# [WORK TO COMPLETE]
Write the entries out exactly, with the final line being the one containing "TLS file kinds.".

# [EXCERPTED RECORDS]
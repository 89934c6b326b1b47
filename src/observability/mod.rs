//! # Observability
//!
//! Structured logging for the artifact store and TLS builder. Library code only
//! emits `tracing` events; installing a subscriber is left to the embedding
//! process through [`init_logging`].

pub mod logging;

pub use logging::init_logging;
//! Error types for artifact store operations.

use std::path::{Path, PathBuf};

use thiserror::Error;

/// Result type for artifact store operations.
pub type StoreResult<T> = std::result::Result<T, StoreError>;

/// Errors that can occur while reading or writing stored artifacts.
#[derive(Error, Debug)]
pub enum StoreError {
    /// The artifact kind is not one of the supported TLS file kinds.
    #[error("Unsupported artifact kind: {kind}")]
    UnsupportedArtifactKind { kind: String },

    /// A folder key, stack identifier or file name would escape its namespace.
    #[error("Invalid artifact name '{name}': {reason}")]
    InvalidArtifactName { name: String, reason: String },

    /// The artifact does not exist on disk.
    #[error("Artifact not found: {path}")]
    NotFound { path: PathBuf },

    /// Filesystem failure.
    #[error("I/O error on {path}: {source}")]
    Io {
        path: PathBuf,
        #[source]
        source: std::io::Error,
    },

    /// The value could not be encoded as JSON.
    #[error("Serialization error for {path}: {source}")]
    Serialization {
        path: PathBuf,
        #[source]
        source: serde_json::Error,
    },

    /// The file does not hold exactly one well-formed PEM block.
    #[error("Corrupt PEM file {path}: {reason}")]
    CorruptPem { path: PathBuf, reason: String },

    /// The PEM block label differs from the one the caller expects.
    #[error("PEM label mismatch in {path}: expected '{expected}', found '{found}'")]
    PemLabelMismatch { path: PathBuf, expected: String, found: String },
}

impl StoreError {
    /// Create an unsupported artifact kind error.
    pub fn unsupported_kind(kind: impl ToString) -> Self {
        Self::UnsupportedArtifactKind { kind: kind.to_string() }
    }

    /// Create an invalid artifact name error.
    pub fn invalid_name(name: impl Into<String>, reason: impl Into<String>) -> Self {
        Self::InvalidArtifactName { name: name.into(), reason: reason.into() }
    }

    /// Map an I/O error, turning `NotFound` into [`StoreError::NotFound`].
    pub fn from_io(path: &Path, source: std::io::Error) -> Self {
        if source.kind() == std::io::ErrorKind::NotFound {
            Self::NotFound { path: path.to_path_buf() }
        } else {
            Self::Io { path: path.to_path_buf(), source }
        }
    }

    /// Create a corrupt PEM error.
    pub fn corrupt_pem(path: &Path, reason: impl Into<String>) -> Self {
        Self::CorruptPem { path: path.to_path_buf(), reason: reason.into() }
    }

    pub fn is_not_found(&self) -> bool {
        matches!(self, Self::NotFound { .. })
    }
}
//! Single-block PEM envelopes for the instance key pair.

use std::path::Path;

use pem::{EncodeConfig, LineEnding, Pem};

use crate::errors::{StoreError, StoreResult};

/// Wrap `contents` in one PEM block labelled `label`.
pub fn encode_block(label: &str, contents: &[u8]) -> String {
    let block = Pem::new(label, contents);
    pem::encode_config(&block, EncodeConfig::new().set_line_ending(LineEnding::LF))
}

/// Decode a file holding exactly one PEM block, returning its label and payload.
///
/// `path` is only used for error reporting.
pub fn decode_single_block(path: &Path, data: &[u8]) -> StoreResult<(String, Vec<u8>)> {
    let mut blocks = pem::parse_many(data)
        .map_err(|err| StoreError::corrupt_pem(path, err.to_string()))?;

    match blocks.len() {
        0 => Err(StoreError::corrupt_pem(path, "no PEM block found")),
        1 => {
            let block = blocks.remove(0);
            Ok((block.tag().to_string(), block.into_contents()))
        }
        n => Err(StoreError::corrupt_pem(path, format!("expected one PEM block, found {n}"))),
    }
}
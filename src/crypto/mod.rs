//! # TLS Client Configuration
//!
//! Builds rustls client configurations for connecting to remote endpoints from
//! PEM material held in memory or in the artifact store.
//!
//! Client certificate presentation and server certificate verification are
//! independent switches. When server verification is skipped the handshake
//! accepts any server certificate, which removes protection against endpoint
//! impersonation.

pub mod certificates;
pub mod tls;
pub mod verifier;

pub use certificates::{CertificateInfo, ClientIdentity};
pub use tls::{create_tls_config, create_tls_configuration, TlsClientConfig, TlsConfigBuilder};
pub use verifier::InsecureSkipServerVerification;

# [YOUR RESPONSE]
repository 89934c6b326b1b47
filename src/observability/mod.rs
//! # Observability
//!
//! Structured logging for the artifact store and TLS builder. Library code only
//! emits `tracing` events; installing a subscriber is left to the embedding
//! process through [`init_logging`].

pub mod logging;

pub use logging::init_logging;
//! Error types for artifact store operations.

use std::path::{Path, PathBuf};

use thiserror::Error;

/// Result type for artifact store operations.
pub type StoreResult<T> = std::result::Result<T, StoreError>;

/// Errors that can occur while reading or writing stored artifacts.
#[derive(Error, Debug)]
pub enum StoreError {
    /// The artifact kind is not one of the supported TLS file kinds.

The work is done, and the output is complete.